Artinya, ada konsekuensi anggaran, meski tidak sangat besar, tetapi tetap signifikan dalam konteks efisiensi.
Urgensi: Tidak Mendesak, Namun Memiliki Nilai Strategis
Jika dilihat dari kebutuhan layanan publik, perubahan HUT tidak masuk kategori mendesak. Tidak ada dampak langsung terhadap, stunting, pengentasan kemiskinan, pembangunan infrastruktur, kualitas pendidikan, digitalisasi layanan publik.
Namun dari sudut kebijakan identitas, perubahan HUT punya nilai strategis jangka panjang, terutama jika tujuannya, menguatkan fondasi sejarah Jawa Barat, memurnikan narasi budaya Sunda, menciptakan arah identitas provinsi yang lebih jelas ke depan.
Dengan kata lain, urgensinya lebih ideologis ketimbang pragmatis.
Risiko Persepsi Publik: Simbolik di Tengah Kebutuhan Riil
Ketika fiskal sedang ketat, masyarakat cenderung sensitif terhadap kebijakan yang berbau simbolik. Perubahan HUT berpotensi dianggap, kurang relevan, tidak menyentuh kebutuhan sehari-hari, agenda elit pemerintahan, mengalihkan fokus dari persoalan layanan dasar.
Padahal, efektivitas kebijakan saat ruang fiskal sempit sangat bergantung pada persepsi publik.
Momentum Belum Tepat?
Melihat kondisi saat ini, sejumlah analis kebijakan menilai bahwa wacana perubahan HUT lebih tepat jika ditempatkan sebagai agenda jangka panjang. Pembahasan akademis bisa dilakukan, namun implementasi sebaiknya menunggu, stabilitas fiskal, prioritas pembangunan terpenuhi, ruang sosial-politik lebih kondusif, kebutuhan seremonial pemerintah ditekan seminimal mungkin.

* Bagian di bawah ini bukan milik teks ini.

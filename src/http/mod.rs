//! HTTP protocol handling subsystem.
//!
//! # Data Flow
//! ```text
//! Admitted TCP connection
//!     → server.rs (hyper HTTP/1 driver, trace layer)
//!     → gate.rs (drops replies to requests never dispatched)
//!     → [routing::Dispatcher resolves, checks ACL, renders]
//!     → response.rs (status, CORS, content type, keep-alive)
//!     → Send to client
//! ```

pub mod gate;
pub mod response;
pub mod server;

pub use response::Reply;
pub use server::ExplorerServer;
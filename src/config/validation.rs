//! Configuration validation.
//!
//! # Responsibilities
//! - Semantic validation (serde handles syntactic)
//! - Validate addresses, whitelist entries and intervals
//!
//! # Design Decisions
//! - Returns all validation errors, not just first
//! - Validation is pure function: ExplorerConfig → Result<(), Vec<ValidationError>>
//! - Runs before config is accepted into the system

use std::net::{IpAddr, SocketAddr};

use crate::config::schema::ExplorerConfig;

const LOG_LEVELS: [&str; 5] = ["trace", "debug", "info", "warn", "error"];

#[derive(Debug, Clone, PartialEq, Eq)]
pub struct ValidationError {
    pub field: String,
    pub message: String,
}

impl ValidationError {
    fn new(field: &str, message: impl Into<String>) -> Self {
        Self {
            field: field.to_string(),
            message: message.into(),
        }
    }
}

impl std::fmt::Display for ValidationError {
    fn fmt(&self, f: &mut std::fmt::Formatter<'_>) -> std::fmt::Result {
        write!(f, "{}: {}", self.field, self.message)
    }
}

pub fn validate_config(config: &ExplorerConfig) -> Result<(), Vec<ValidationError>> {
    let mut errors = Vec::new();

    if config.listener.bind_address.parse::<SocketAddr>().is_err() {
        errors.push(ValidationError::new(
            "listener.bind_address",
            format!("'{}' is not a socket address", config.listener.bind_address),
        ));
    }
    for entry in &config.listener.whitelist {
        if entry.parse::<IpAddr>().is_err() {
            errors.push(ValidationError::new(
                "listener.whitelist",
                format!("'{}' is not an IP address", entry),
            ));
        }
    }
    if config.listener.restart_interval_ms == 0 {
        errors.push(ValidationError::new("listener.restart_interval_ms", "must be > 0"));
    }
    if config.acl.refresh_interval_ms == 0 {
        errors.push(ValidationError::new("acl.refresh_interval_ms", "must be > 0"));
    }
    if !LOG_LEVELS.contains(&config.observability.log_level.as_str()) {
        errors.push(ValidationError::new(
            "observability.log_level",
            format!("unknown level '{}'", config.observability.log_level),
        ));
    }
    if config.observability.metrics_enabled
        && config.observability.metrics_address.parse::<SocketAddr>().is_err()
    {
        errors.push(ValidationError::new(
            "observability.metrics_address",
            format!("'{}' is not a socket address", config.observability.metrics_address),
        ));
    }

    if errors.is_empty() {
        Ok(())
    } else {
        Err(errors)
    }
}
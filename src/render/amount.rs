//! Signed big-number amounts carried in `{"type":"amount"}` envelopes.

use serde_json::Value;

/// An amount read from a JSON value, with the sign character it was written with.
#[derive(Debug, Clone, Copy, PartialEq, Eq)]
pub struct Amount {
    pub value: u128,
    pub sign: Option<char>,
}

impl Amount {
    /// Read an amount from a number or a decimal string with an optional
    /// leading `-`/`+`. The digits must run to the end of the string.
    pub fn read(v: &Value) -> Option<Self> {
        match v {
            Value::Number(n) => n.as_u64().map(|x| Amount {
                value: u128::from(x),
                sign: None,
            }),
            Value::String(s) => {
                let (sign, digits) = match s.chars().next() {
                    Some(c @ ('-' | '+')) => (Some(c), &s[1..]),
                    _ => (None, s.as_str()),
                };
                scan_decimal(digits).map(|value| Amount { value, sign })
            }
            _ => None,
        }
    }

    /// Color used by the html renderer.
    pub fn color(&self) -> &'static str {
        match self.sign {
            Some('-') => "red",
            Some('+') => "green",
            _ => "blue",
        }
    }
}

impl std::fmt::Display for Amount {
    fn fmt(&self, f: &mut std::fmt::Formatter<'_>) -> std::fmt::Result {
        if let Some(c) = self.sign {
            write!(f, "{}", c)?;
        }
        write!(f, "{}", self.value)
    }
}

// An empty digit run scans as zero.
fn scan_decimal(s: &str) -> Option<u128> {
    s.bytes().try_fold(0u128, |acc, b| {
        if !b.is_ascii_digit() {
            return None;
        }
        acc.checked_mul(10)?.checked_add(u128::from(b - b'0'))
    })
}
//! Lifecycle management subsystem.
//!
//! # Data Flow
//! ```text
//! Startup (main.rs):
//!     Load config → Validate → Logging/metrics → Backend + ACL → Listener
//!
//! Shutdown (shutdown.rs):
//!     Ctrl+C → Stop accepting, stop ACL refresher → Exit
//! ```

pub mod shutdown;

pub use shutdown::{wait_for_signal, Shutdown};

Dengan demikian, kebijakan identitas tidak berbenturan dengan kebutuhan mendasar masyarakat.
Perubahan Bisa Dibahas, Tapi Tidak Mendesak
Perubahan HUT Jawa Barat memiliki nilai historis dan kultural yang patut dihargai. Namun jika ditanya soal urgensi di tengah efisiensi daerah, jawabannya adalah:
Tidak mendesak secara layanan publik, tetapi tetap penting secara narasi identitas.
Kuncinya ada pada timing. Wacana ini idealnya berjalan paralel dengan kajian akademis tanpa terburu-buru menjadi kebijakan yang menguras anggaran seremonial.